In many parallel computing domains, compute density and programmability [4, 48, 29] have made GPUs the clear choice for efficiency and performance [2]. Popular machine learning frameworks such as Caffe [35], Tensorflow [6], CNTK [58], and Torch7 [22] rely on GPU acceleration heavily. GPUs have made significant inroads in HPC as well: five of the top seven supercomputers in the world are powered by GPUs [5].

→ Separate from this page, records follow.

//! Custom headers sent with every GraphQL request
//!
//! Headers come from one of two sources, with `HEADERS` taking precedence:
//!
//! - `HEADERS`: a JSON object of header names to values. When the value is not a JSON object,
//!   the whole string is read as a single `Name: Value` pair.
//! - `HEADER`: a single `Name: Value` pair.
//!
//! When both are present `HEADER` is ignored.

use std::collections::BTreeMap;
use std::str::FromStr;

use reqwest::header::{HeaderMap, HeaderName, HeaderValue};
use schemars::JsonSchema;
use serde::Deserialize;
use tracing::warn;

use crate::errors::ServerError;

/// The `HEADERS` setting, either already structured (from a config file) or as raw text
#[derive(Debug, Clone, PartialEq, Eq, Deserialize, JsonSchema)]
#[serde(untagged)]
pub enum HeadersSpec {
    Map(BTreeMap<String, String>),
    Text(String),
}

impl HeadersSpec {
    fn is_blank(&self) -> bool {
        match self {
            HeadersSpec::Map(_) => false,
            HeadersSpec::Text(text) => text.trim().is_empty(),
        }
    }
}

/// Resolve the configured header sources into the headers to send
pub fn header_map(
    headers: Option<&HeadersSpec>,
    header: Option<&str>,
) -> Result<HeaderMap, ServerError> {
    let headers = headers.filter(|spec| !spec.is_blank());
    let header = header.filter(|raw| !raw.trim().is_empty());

    match (headers, header) {
        (Some(spec), ignored) => {
            if ignored.is_some() {
                warn!("Both HEADERS and HEADER are set - ignoring HEADER");
            }
            from_spec(spec)
        }
        (None, Some(raw)) => from_pair(raw),
        (None, None) => Ok(HeaderMap::new()),
    }
}

fn from_spec(spec: &HeadersSpec) -> Result<HeaderMap, ServerError> {
    match spec {
        HeadersSpec::Map(map) => from_map(map),
        HeadersSpec::Text(raw) => match serde_json::from_str::<BTreeMap<String, String>>(raw) {
            Ok(map) => from_map(&map),
            Err(_) => from_pair(raw),
        },
    }
}

fn from_map(map: &BTreeMap<String, String>) -> Result<HeaderMap, ServerError> {
    let mut headers = HeaderMap::with_capacity(map.len());
    for (name, value) in map {
        headers.insert(HeaderName::from_str(name)?, HeaderValue::from_str(value)?);
    }
    Ok(headers)
}

/// Split a `Name: Value` string at its first colon
fn from_pair(raw: &str) -> Result<HeaderMap, ServerError> {
    let mut headers = HeaderMap::new();
    match raw.split_once(':') {
        Some((name, value)) => {
            headers.insert(
                HeaderName::from_str(name.trim())?,
                HeaderValue::from_str(value.trim())?,
            );
        }
        None => warn!("Header configuration has no `Name: Value` separator - ignoring it"),
    }
    Ok(headers)
}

Despite much prior research [56, 33, 9, 54] on GPGPU virtualization, practical options currently available to providers of virtual infrastructure all involve bypassing the hypervisor. The most commonly adopted technique is to dedicate GPUs to single VM instances via PCIe pass-through [13, 51], thereby giving up the consolidation and fault tolerance benefits of virtualization. More recently, industry players such as VMware, Dell and BitFusion have introduced user-space API-remoting [17, 37, 45, 55, 26] based solutions as an alternative to pass-through. API-remoting recovers the consolidation and encapsulation benefits of virtualization but bypasses hypervisor interposition. The absence of hypervisor interposition results in multiple disjoint resource managers (the remote user-space API executor and the hypervisor) with no insight into each others' decisions, thereby leading to poor decision making, and priority-inversion problems [46].

To recover hypervisor interposition while maintaining low-overhead, we retrofit GPGPU support into a virtual GPU device: We added support for OpenCL to an implementation of the SVGA [25] design in Xen (shown in Figure 1a), by implementing the key missing component—a compiler for SVGA's TGSI virtual ISA.

This effort helped us realize that because GPUs already support vendor-specific virtual ISAs (vISAs), the additional vISA provides little benefit. Instead, we found that it harms performance, as shown in Figure 2, by necessitating a translation layer that obscures the program's semantic information from the final vendor-provided compiler. Drawing on this lesson, we adapted Trillium to take a more flexible approach to ISA virtualization: eliding it entirely when the host GPU stack bundles a compiler (most do), and using LLVM IR, when necessary, to provide a common target for GPGPU drivers. Figure 1b visually presents the Trillium design.

Trillium is an existence proof of a viable alternative design—hypervisor-mediated API-remoting—



Figure 2: Kernel execution slowdown due to virtual ISAs. TGSI: the LLVM TGSI back-end compiler used in Xen-SVGA. LLVM: LLVM NVPTX back-end used in Trillium. No IR: native NVIDIA compiler.

that preserves desirable virtualization properties such as consolidation, hypervisor interposition, isolation, encapsulation, etc., without requiring full hardware virtualization. While Trillium outperforms GPUvm [49], a full virtualization system, by up to  $14 \times (5.5 \times$  on average) and the para-virtual SVGA-like design by as much as  $7.3 \times (5.4 \times$  on average), it performs worse than a userspace API-remoting framework on average. We believe this is because of a poor choice of API to forward: Trillium forwards the nuoveau kernel graphics driver API, which is low enough in the stack that each each userspace API function is broken into multiple RPC calls. A better approach would be to forward the userspace API itself (presented in the next chapter).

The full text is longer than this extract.